Scroll down to the bottom and you'll see that I'm a juror on the best comic/graphic novel category, and the work for that kicked off when we were appointed on June 24. I was glad to find I'd already read 29 graphic novels and comics collections from the relevant year, and I read another dozen or so highly-recommended books in the course of us deciding whether to add egregious omissions to the list. In the end, we added two to the four put forward by the voters of the British Fantasy Society and FantasyCon. Now I'm reading and re-reading all the nominees, but I know already that it's going to be a very tough decision.

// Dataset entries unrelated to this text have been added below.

//! Feature Vector Assembler
//!
//! Projects a derived record into an ordered numeric vector following a
//! named feature layout. The layout order is part of the model contract:
//! models were trained against these exact positions.

use crate::logic::record::Record;

/// Feature layout for the default-risk classifiers, in training order.
pub const DEFAULT_RISK_FEATURES: &[&str] = &[
    "Age",
    "ArrearsOD",
    "payment_regularity",
    "NoOfRentalInArrears",
    "overdue_intensity",
    "early_settlement",
    "has_arrears",
    "ArrearsCapital",
    "arrears_ratio",
    "ArrearsInterest",
    "payment_coverage",
    "tenor_to_age_ratio",
    "LastReceiptPaidAmount",
    "loan_age",
    "EffectiveRate",
    "FacilityAmount",
    "Tenor",
    "NetRental",
    "DownPayment",
    "ArrearsVat",
    "onTimePaymentPercentage",
    "latePaymentFrequency",
    "customerResponsiveness",
    "previousDefaults",
    "employmentStability",
    "Prepayment",
];

/// Project `record` onto `feature_names`, in order.
///
/// Absent, null, or non-numeric fields contribute 0.0. The result always
/// has exactly `feature_names.len()` entries; assembly never fails.
pub fn assemble<S: AsRef<str>>(record: &Record, feature_names: &[S]) -> Vec<f64> {
    feature_names
        .iter()
        .map(|name| record.num_or(name.as_ref(), 0.0))
        .collect()
}
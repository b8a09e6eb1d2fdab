//! Feature contribution ranking for prediction explanations
//!
//! Fixed base-impact weights per feature: positive impacts increase risk,
//! negative ones reduce it. Large monetary values scale their
//! contribution; results are sorted by contribution magnitude.

use serde::Serialize;
use serde_json::Value;

use crate::logic::record::Record;

/// Base impact per explained feature. Sign encodes direction.
const FEATURE_IMPACTS: &[(&str, f64)] = &[
    ("ArrearsCapital", 0.3),
    ("NoOfRentalInArrears", 0.2),
    ("payment_regularity", -0.15),
    ("ArrearsOD", 0.15),
    ("onTimePaymentPercentage", -0.1),
    ("previousDefaults", 0.1),
    ("employmentStability", -0.05),
];

const MAX_CONTRIBUTIONS: usize = 10;

#[derive(Debug, Clone, Serialize)]
pub struct FeatureContribution {
    pub feature: String,
    pub importance: f64,
    pub impact: &'static str,
    pub contribution: f64,
    pub value: Value,
}

/// Rank the contributing features of a record, largest magnitude first.
/// Only features present in the record contribute.
pub fn contributions(record: &Record) -> Vec<FeatureContribution> {
    let mut out: Vec<FeatureContribution> = FEATURE_IMPACTS
        .iter()
        .filter_map(|(feature, base_impact)| {
            let value = record.get(feature)?.clone();
            // Monetary magnitudes above 1000 scale their contribution.
            let scale = match record.num(feature) {
                Some(v) if v > 1000.0 => v / 1000.0,
                _ => 1.0,
            };
            Some(FeatureContribution {
                feature: feature.to_string(),
                importance: base_impact.abs(),
                impact: if *base_impact > 0.0 { "increases_risk" } else { "decreases_risk" },
                contribution: base_impact * scale,
                value,
            })
        })
        .collect();

    out.sort_by(|a, b| {
        b.contribution
            .abs()
            .partial_cmp(&a.contribution.abs())
            .unwrap_or(std::cmp::Ordering::Equal)
    });
    out.truncate(MAX_CONTRIBUTIONS);
    out
}

#[cfg(test)]
mod tests {
    use super::*;
    use serde_json::json;

    fn record(value: serde_json::Value) -> Record {
        let mut r = Record::new();
        r.merge_value(value);
        r
    }

    #[test]
    fn test_only_present_features_contribute() {
        let r = record(json!({ "ArrearsCapital": 500 }));
        let out = contributions(&r);
        assert_eq!(out.len(), 1);
        assert_eq!(out[0].feature, "ArrearsCapital");
        assert_eq!(out[0].impact, "increases_risk");
        assert_eq!(out[0].contribution, 0.3);
    }

    #[test]
    fn test_large_values_scale_contribution() {
        let r = record(json!({ "ArrearsCapital": 50000 }));
        let out = contributions(&r);
        assert!((out[0].contribution - 0.3 * 50.0).abs() < 1e-12);
    }

    #[test]
    fn test_sorted_by_magnitude() {
        let r = record(json!({
            "ArrearsCapital": 100,
            "NoOfRentalInArrears": 3,
            "payment_regularity": 0.9,
            "onTimePaymentPercentage": 90,
        }));
        let out = contributions(&r);
        let magnitudes: Vec<f64> = out.iter().map(|c| c.contribution.abs()).collect();
        let mut sorted = magnitudes.clone();
        sorted.sort_by(|a, b| b.partial_cmp(a).unwrap());
        assert_eq!(magnitudes, sorted);
    }

    #[test]
    fn test_direction_labels() {
        let r = record(json!({ "payment_regularity": 0.8, "previousDefaults": 1 }));
        let out = contributions(&r);
        let regularity = out.iter().find(|c| c.feature == "payment_regularity").unwrap();
        let defaults = out.iter().find(|c| c.feature == "previousDefaults").unwrap();
        assert_eq!(regularity.impact, "decreases_risk");
        assert_eq!(defaults.impact, "increases_risk");
    }

    #[test]
    fn test_empty_record_yields_no_contributions() {
        assert!(contributions(&Record::new()).is_empty());
    }
}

Not going to say much about the other categories, since there's a lot of overlap between juries, so I might be seen as having inside information about the juries I'm not on. (I don't – I didn't even know my fellow comics jurors were on a couple of other juries, or that my all-male jury wasn't the only one, until yesterday's announcement.) It does seem a bit of a shame that the best horror novel, best fantasy novel and best artist juries decided not to add any items to their shortlists, given all the work out there deserving of awards recognition, but maybe the jurors were deadlocked on what to add.

A Wizard's Henchman was my favourite book of last year, so I'd hoped it might get a nomination in best fantasy novel. I'd also had hopes for Glen Weldon's The Caped Crusade in best non-fiction and A Taste of Honey by Kai Ashante Wilson in best novella, and it was a big surprise to see that Central Station by Lavie Tidhar didn't make the best collection list – perhaps its votes were split between people voting for it as a novel, and people voting for it as a collection?

If I'm not picking out my favourite works from female writers there, that's because they made the shortlists: overall nine of the thirty-nine items I voted for made it on, a pretty good batting average! It's definitely worth using all of your votes. The plan is for winners to be announced at FantasyCon 2017, in Peterborough. Memberships of the convention and tickets for the awards banquet are available here. Good luck to everyone!